The integration of renewable energy sources into the distribution network is a great challenge for the operation of the electrical system. Nowadays, countries are focused on achieving energy independence and security of electricity supply, as well as competitiveness and technological development. References [6,7] study the types of VPPs, communication technologies, and reliability in solving the optimal VPP management problem. In Reference [8], the main benefits and challenges of the implementation of smart grid technology are analyzed from the point of view of demand management, distributed generation, or measurement and communication systems. Similarly, in Reference [9], the challenges of the implementation of VPP technology in the electrical system are described, as well as the projects that have been carried out of VPPs. From a technical point of view, the widespread applicability of VPPs presents challenges in the management and communication among the components, since it is required for the development of ICT infrastructures and real-time monitoring systems for the optimal control of distributed energy resources. On the other hand, from an economic point of view, market mechanisms should be promoted to facilitate flexibility and the introduction of distributed energy resources to electricity markets, which may favor the implementation of VPPs in the most immediate future [10,11]. References [12,13] evaluate the impact of different sources of distributed generation on the price of various electricity markets in Europe.
As a result of the intermittency of renewable energy, some articles [14,15] include pumped storage in the VPP model to obtain more flexible operation and maximize its operating profit. Thereby, the incorporation of storage systems into a VPP allows optimal management of energy resources and demand in addition to guaranteeing the security and reliability of the electrical system.
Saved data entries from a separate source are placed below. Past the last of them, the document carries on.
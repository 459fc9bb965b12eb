use std::collections::HashMap;
use std::sync::Arc;

use serde::Serialize;

use super::row::{CustomDbRow, index_columns};
use crate::codec::NativeBuffer;
use crate::driver::{ColumnDescription, SqlReturn, StatementHandle, driver_error};
use crate::error::OdbcMiddlewareError;
use crate::types::FetchMode;

/// Description of one result column, as reported to callers that enable metadata.
#[derive(Debug, Clone, PartialEq, Eq, Serialize)]
#[serde(rename_all = "camelCase")]
pub struct ColumnMetadata {
    pub name: String,
    pub size: usize,
    pub data_type: String,
    pub digits: i16,
    pub nullable: bool,
}

impl From<&ColumnDescription> for ColumnMetadata {
    fn from(desc: &ColumnDescription) -> Self {
        Self {
            name: desc.name.clone(),
            size: desc.column_size,
            data_type: desc.sql_type.name().to_string(),
            digits: desc.decimal_digits,
            nullable: desc.nullable,
        }
    }
}

/// Rows in the shape the caller asked for.
#[derive(Debug, Clone)]
pub enum QueryResult {
    /// First row, if any.
    Single(Option<CustomDbRow>),
    Array(Vec<CustomDbRow>),
}

impl QueryResult {
    /// All rows, whatever the fetch mode.
    #[must_use]
    pub fn rows(&self) -> &[CustomDbRow] {
        match self {
            QueryResult::Single(row) => row.as_slice(),
            QueryResult::Array(rows) => rows,
        }
    }

    #[must_use]
    pub fn into_rows(self) -> Vec<CustomDbRow> {
        match self {
            QueryResult::Single(row) => row.into_iter().collect(),
            QueryResult::Array(rows) => rows,
        }
    }
}

/// What a successful query resolves with.
#[derive(Debug, Clone)]
pub struct QueryOutcome {
    pub result: QueryResult,
    /// Driver row count for statements without a result set, rows fetched otherwise.
    pub rows_affected: i64,
    /// Procedure return code, when the query enabled it.
    pub return_value: Option<i32>,
    /// Column descriptions, when the query enabled them.
    pub metadata: Option<Vec<ColumnMetadata>>,
}

/// Rows fetched from one executed statement, before they are handed to the caller.
#[derive(Debug, Clone)]
pub struct ResultSet {
    fetch_mode: FetchMode,
    with_metadata: bool,
    columns: Vec<ColumnDescription>,
    column_names: Arc<Vec<String>>,
    column_index: Arc<HashMap<String, usize>>,
    rows: Vec<CustomDbRow>,
    rows_affected: i64,
}

impl ResultSet {
    #[must_use]
    pub fn new(fetch_mode: FetchMode, with_metadata: bool) -> Self {
        Self {
            fetch_mode,
            with_metadata,
            columns: Vec::new(),
            column_names: Arc::new(Vec::new()),
            column_index: Arc::new(HashMap::new()),
            rows: Vec::new(),
            rows_affected: 0,
        }
    }

    #[must_use]
    pub fn fetch_mode(&self) -> FetchMode {
        self.fetch_mode
    }

    #[must_use]
    pub fn rows(&self) -> &[CustomDbRow] {
        &self.rows
    }

    #[must_use]
    pub fn columns(&self) -> &[ColumnDescription] {
        &self.columns
    }

    /// Pull every row (or the first, in [`FetchMode::Single`]) off an executed statement.
    ///
    /// `no_data` is set when execution itself reported that nothing was produced; the result
    /// is then empty without asking the driver.
    ///
    /// # Errors
    /// Returns the driver diagnostic of the first failing call, or a decode error.
    pub fn fetch_results(
        &mut self,
        statement: &mut dyn StatementHandle,
        no_data: bool,
    ) -> Result<(), OdbcMiddlewareError> {
        if no_data {
            tracing::trace!("statement produced no data");
            return Ok(());
        }

        let column_count = statement
            .num_result_cols()
            .map_err(|_| driver_error(statement))?;
        if column_count == 0 {
            self.rows_affected = statement.row_count().map_err(|_| driver_error(statement))?;
            return Ok(());
        }

        let mut columns = Vec::with_capacity(usize::from(column_count));
        for column in 1..=column_count {
            let desc = statement
                .describe_column(column)
                .map_err(|_| driver_error(statement))?;
            columns.push(desc);
        }
        let names: Vec<String> = columns.iter().map(|c| c.name.clone()).collect();
        self.column_index = Arc::new(index_columns(&names));
        self.column_names = Arc::new(names);
        self.columns = columns;

        loop {
            match statement.fetch() {
                SqlReturn::NoData => break,
                status if status.succeeded() => {}
                _ => return Err(driver_error(statement)),
            }
            let row = self.read_row(statement)?;
            self.rows.push(row);
            if self.fetch_mode == FetchMode::Single {
                break;
            }
        }
        self.rows_affected = i64::try_from(self.rows.len()).unwrap_or(i64::MAX);
        tracing::trace!(rows = self.rows.len(), columns = column_count, "fetched result set");
        Ok(())
    }

    fn read_row(
        &self,
        statement: &mut dyn StatementHandle,
    ) -> Result<CustomDbRow, OdbcMiddlewareError> {
        let mut values = Vec::with_capacity(self.columns.len());
        for (idx, desc) in self.columns.iter().enumerate() {
            let column = u16::try_from(idx + 1).unwrap_or(u16::MAX);
            let mut buffer = NativeBuffer::for_column(desc.sql_type, desc.column_size);
            let indicator = statement
                .get_data(column, &mut buffer)
                .map_err(|_| driver_error(statement))?;
            values.push(buffer.decode(indicator)?);
        }
        Ok(CustomDbRow::with_cache(
            Arc::clone(&self.column_names),
            Arc::clone(&self.column_index),
            values,
        ))
    }

    /// Build the value the caller is resolved with.
    #[must_use]
    pub fn construct_result(self, return_value: Option<i32>) -> QueryOutcome {
        let metadata = self
            .with_metadata
            .then(|| self.columns.iter().map(ColumnMetadata::from).collect());
        let result = match self.fetch_mode {
            FetchMode::Single => QueryResult::Single(self.rows.into_iter().next()),
            FetchMode::Array => QueryResult::Array(self.rows),
        };
        QueryOutcome {
            result,
            rows_affected: self.rows_affected,
            return_value,
            metadata,
        }
    }
}
use std::fmt;
use std::sync::Arc;
use std::time::Duration;

use deadpool::managed::{Manager, Metrics, RecycleError, RecycleResult};

use crate::driver::{Driver, DriverConnection};
use crate::error::SqlError;

/// deadpool manager that opens driver connections off the async runtime.
pub struct OdbcManager {
    driver: Arc<dyn Driver>,
    connection_string: String,
    login_timeout: Option<Duration>,
}

impl OdbcManager {
    #[must_use]
    pub fn new(
        driver: Arc<dyn Driver>,
        connection_string: String,
        login_timeout: Option<Duration>,
    ) -> Self {
        Self {
            driver,
            connection_string,
            login_timeout,
        }
    }
}

impl fmt::Debug for OdbcManager {
    fn fmt(&self, f: &mut fmt::Formatter<'_>) -> fmt::Result {
        // Connection strings usually carry credentials.
        f.debug_struct("OdbcManager")
            .field("connection_string", &"<redacted>")
            .field("login_timeout", &self.login_timeout)
            .finish_non_exhaustive()
    }
}

impl Manager for OdbcManager {
    type Type = Box<dyn DriverConnection>;
    type Error = SqlError;

    async fn create(&self) -> Result<Self::Type, Self::Error> {
        let driver = Arc::clone(&self.driver);
        let connection_string = self.connection_string.clone();
        let login_timeout = self.login_timeout;
        let connection =
            tokio::task::spawn_blocking(move || driver.connect(&connection_string, login_timeout))
                .await
                .map_err(|err| {
                    SqlError::new(format!("connect task failed: {err}"), "08001", 0)
                })??;
        tracing::debug!(handle = connection.handle().0, "opened ODBC connection");
        Ok(connection)
    }

    async fn recycle(&self, conn: &mut Self::Type, _metrics: &Metrics) -> RecycleResult<Self::Error> {
        if conn.is_dead() {
            tracing::debug!(handle = conn.handle().0, "discarding dead ODBC connection");
            return Err(RecycleError::Backend(SqlError::new(
                "connection is no longer usable",
                "08S01",
                0,
            )));
        }
        Ok(())
    }
}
Many studies in the literature have as their main objective the maximization of the operating profit of VPPs through the use of various optimization methods. Within the mathematical optimization methods, mixed-integer linear programming stands out [16,17,18,19,20,21], nonlinear programming [22,23,24,25], point estimate method (PEM) [26], or quadratic programming [27]. In contrast, other authors propose heuristic methods to obtain the optimal management of VPP resources [28,29]. However, these methods increase the resolution time, in addition to sometimes obtaining local solutions instead of a globally optimal solution. On the other hand, several researchers consider at the same time the impact that electricity market prices may have on VPP for the resolution of this type of problem. In Reference [30], a probabilistic model for the management of electrical and thermal energy of a VPP that participates in the daily market and electricity reserve is presented, while work [31] uses a combination of stochastic and robust optimization to model the uncertainties. Other articles include long-term bilateral contracts for selling energy [32,33]. Reference [18] studies two risk management approaches to address the variability of profit due to electricity market price uncertainties, Conditional Value at Risk (CVaR), and Second-Order Stochastic Dominance Constraints (SSD), while the authors of Reference [26] use the Point Estimate Method. The studies [17,32] use the concept of CVaR to model and optimize risk in the wholesale market, describing the advantages of this method over others, such as its convexity, which facilitates the implementation of optimization algorithms. It is worth mentioning that other studies, such as References [19,34,35], include demand response programs that provide greater flexibility to the system in addition to more efficient use of resources.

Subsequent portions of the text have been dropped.